On Aug. 4, in a 12-hour operation, Stone carefully implanted a strip of electrodes on either side of this structure, guided by live, high-resolution MRI imaging. Each electrode had four contact points where stimulation would be applied.

“These areas are close to a number of critical points that we needed to avoid,” says Stone. ”If an electrode is not in the right place, Timothy could experience trouble seeing, moving or feeling the opposite side of his body.”

The team also implanted a neurostimulator in Timothy’s chest, together with the connecting wires. Two days later, Tim went home to heal.

Going electric

A month later, on Sept. 2, Waugh and Stone turned on the neurostimulator for the first time, applying a small device to his chest.

“We turn on each contact point one at a time and slowly ramp up the voltage,” explains Waugh. “When we find the areas where stimulation is best tolerated, we see how high we can push the stimulation before there are side effects. It’s like mapping out a ‘do not fly’ zone.”

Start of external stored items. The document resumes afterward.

//! Voucher Usage Repository
//!
//! Usage rows are the audit-and-lock unit of the ledger. Status flips are
//! conditional on the current status so double commits and double
//! rollbacks surface as zero-row updates instead of silent overwrites.

use super::{RepoError, RepoResult};
use shared::models::{UsageStatus, VoucherUsage};
use shared::util::{now_millis, snowflake_id};
use sqlx::SqlitePool;

pub async fn find_by_id(pool: &SqlitePool, id: i64) -> RepoResult<Option<VoucherUsage>> {
    let row = sqlx::query_as::<_, VoucherUsage>("SELECT * FROM voucher_usage WHERE id = ?")
        .bind(id)
        .fetch_optional(pool)
        .await?;
    Ok(row)
}

/// Insert a PENDING reservation created by a successful capacity lock
pub async fn insert_pending(
    pool: &SqlitePool,
    voucher_id: i64,
    user_id: i64,
    pending_ref: Option<&str>,
) -> RepoResult<VoucherUsage> {
    let id = snowflake_id();
    let now = now_millis();
    sqlx::query(
        "INSERT INTO voucher_usage (id, voucher_id, user_id, pending_ref, status, \
         discount_amount, order_amount, final_amount, created_at, updated_at) \
         VALUES (?, ?, ?, ?, 'PENDING', 0, 0, 0, ?, ?)",
    )
    .bind(id)
    .bind(voucher_id)
    .bind(user_id)
    .bind(pending_ref)
    .bind(now)
    .bind(now)
    .execute(pool)
    .await?;

    find_by_id(pool, id)
        .await?
        .ok_or_else(|| RepoError::Database("Failed to create usage record".into()))
}

/// Amounts attached when a reservation is committed to an order
#[derive(Debug, Clone)]
pub struct CommitData {
    pub order_id: i64,
    pub order_number: String,
    pub discount_amount: i64,
    pub order_amount: i64,
    pub final_amount: i64,
}

/// Conditionally flip PENDING → USED and attach order data.
/// Returns false if the record was not PENDING (double commit, or
/// already swept).
pub async fn commit_pending(pool: &SqlitePool, id: i64, data: &CommitData) -> RepoResult<bool> {
    let now = now_millis();
    let rows = sqlx::query(
        "UPDATE voucher_usage SET status = 'USED', order_id = ?2, order_number = ?3, \
         discount_amount = ?4, order_amount = ?5, final_amount = ?6, updated_at = ?7 \
         WHERE id = ?1 AND status = 'PENDING'",
    )
    .bind(id)
    .bind(data.order_id)
    .bind(&data.order_number)
    .bind(data.discount_amount)
    .bind(data.order_amount)
    .bind(data.final_amount)
    .bind(now)
    .execute(pool)
    .await?;
    Ok(rows.rows_affected() > 0)
}

/// Conditionally flip a non-terminal record (PENDING or USED) to a
/// terminal status. Zero rows affected means the record was already
/// terminal — the caller reports that as a failed no-op rather than
/// masking a double rollback. Runs on a connection so the ledger can
/// pair it with the capacity release in one transaction.
pub async fn mark_terminal(
    conn: &mut sqlx::SqliteConnection,
    id: i64,
    status: UsageStatus,
) -> RepoResult<bool> {
    let now = now_millis();
    let rows = sqlx::query(
        "UPDATE voucher_usage SET status = ?2, updated_at = ?3 \
         WHERE id = ?1 AND status IN ('PENDING', 'USED')",
    )
    .bind(id)
    .bind(status)
    .bind(now)
    .execute(conn)
    .await?;
    Ok(rows.rows_affected() > 0)
}

/// All non-terminal records referencing an order
pub async fn find_non_terminal_by_order(
    pool: &SqlitePool,
    order_id: i64,
) -> RepoResult<Vec<VoucherUsage>> {
    let rows = sqlx::query_as::<_, VoucherUsage>(
        "SELECT * FROM voucher_usage WHERE order_id = ? AND status IN ('PENDING', 'USED')",
    )
    .bind(order_id)
    .fetch_all(pool)
    .await?;
    Ok(rows)
}

/// Count of a user's records holding capacity against a voucher.
/// PENDING rows count too — a reservation blocks the per-user cap until
/// it is committed, rolled back, or swept.
pub async fn count_active_for_user(
    pool: &SqlitePool,
    voucher_id: i64,
    user_id: i64,
) -> RepoResult<i64> {
    let count: i64 = sqlx::query_scalar(
        "SELECT COUNT(*) FROM voucher_usage \
         WHERE voucher_id = ? AND user_id = ? AND status IN ('PENDING', 'USED')",
    )
    .bind(voucher_id)
    .bind(user_id)
    .fetch_one(pool)
    .await?;
    Ok(count)
}

/// Whether the user has any historical USED record for this voucher
pub async fn has_used(pool: &SqlitePool, voucher_id: i64, user_id: i64) -> RepoResult<bool> {
    let count: i64 = sqlx::query_scalar(
        "SELECT COUNT(*) FROM voucher_usage \
         WHERE voucher_id = ? AND user_id = ? AND status = 'USED'",
    )
    .bind(voucher_id)
    .bind(user_id)
    .fetch_one(pool)
    .await?;
    Ok(count > 0)
}

/// Find a user's live reservation for a checkout correlation ref
pub async fn find_pending_by_ref(
    pool: &SqlitePool,
    voucher_id: i64,
    user_id: i64,
    pending_ref: &str,
) -> RepoResult<Option<VoucherUsage>> {
    let row = sqlx::query_as::<_, VoucherUsage>(
        "SELECT * FROM voucher_usage WHERE voucher_id = ? AND user_id = ? \
         AND pending_ref = ? AND status = 'PENDING' LIMIT 1",
    )
    .bind(voucher_id)
    .bind(user_id)
    .bind(pending_ref)
    .fetch_optional(pool)
    .await?;
    Ok(row)
}

/// PENDING reservations created before the cutoff (abandoned checkouts)
pub async fn find_stale_pending(
    pool: &SqlitePool,
    cutoff_millis: i64,
) -> RepoResult<Vec<VoucherUsage>> {
    let rows = sqlx::query_as::<_, VoucherUsage>(
        "SELECT * FROM voucher_usage WHERE status = 'PENDING' AND created_at < ? \
         ORDER BY created_at ASC",
    )
    .bind(cutoff_millis)
    .fetch_all(pool)
    .await?;
    Ok(rows)
}

/// Usage audit trail for a voucher, newest first
pub async fn find_by_voucher(pool: &SqlitePool, voucher_id: i64) -> RepoResult<Vec<VoucherUsage>> {
    let rows = sqlx::query_as::<_, VoucherUsage>(
        "SELECT * FROM voucher_usage WHERE voucher_id = ? ORDER BY created_at DESC",
    )
    .bind(voucher_id)
    .fetch_all(pool)
    .await?;
    Ok(rows)
}

/// Usage audit trail for a user across all vouchers, newest first
pub async fn find_by_user(pool: &SqlitePool, user_id: i64) -> RepoResult<Vec<VoucherUsage>> {
    let rows = sqlx::query_as::<_, VoucherUsage>(
        "SELECT * FROM voucher_usage WHERE user_id = ? ORDER BY created_at DESC",
    )
    .bind(user_id)
    .fetch_all(pool)
    .await?;
    Ok(rows)
}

In Tim’s case, two or three of the eight contacts caused side effects when turned on — slurred speech, twitching lip, facial numbness. One left-sided contact caused the whole right side of Tim’s face and neck to flush bright red, so Waugh pulled back.

At home after the visit, things had clearly changed. “I noticed an immediate difference — there was less of a movement,” Tim says. “I could drink from a cup without a straw.”

On a repeat water test, he did 10 pours before spilling, holding a hand to his mouth to stabilize his neck, as you can see on this video.

On Oct. 7, Waugh increased the electricity slightly in two of the contacts. Tim will return for another adjustment on Nov. 18 and will continue to have adjustments as needed.

“It can take one to two years to really find the best combination,” Waugh says. “Tim is among the fastest responders I’ve had, and if I made no more changes, he would probably get a little better over time. It takes time for the brain to start responding to the stimulation.”

It’s only partially understood how DBS leads to improvement in movement disorders. As neurologists gain more experience with DBS, they may get a better understanding of how these deep brain areas work and how the stimulation provides benefit.

The Froios feel they made the right decision. In drawing, Tim’s hand is steadier. “I’m doing a lot of things easier,” he says.

“He still has the movements, but they’re not even half as strong — he’s no longer flinging stuff all over the place,” says Cheralyn. “He doesn’t get frustrated as much anymore.”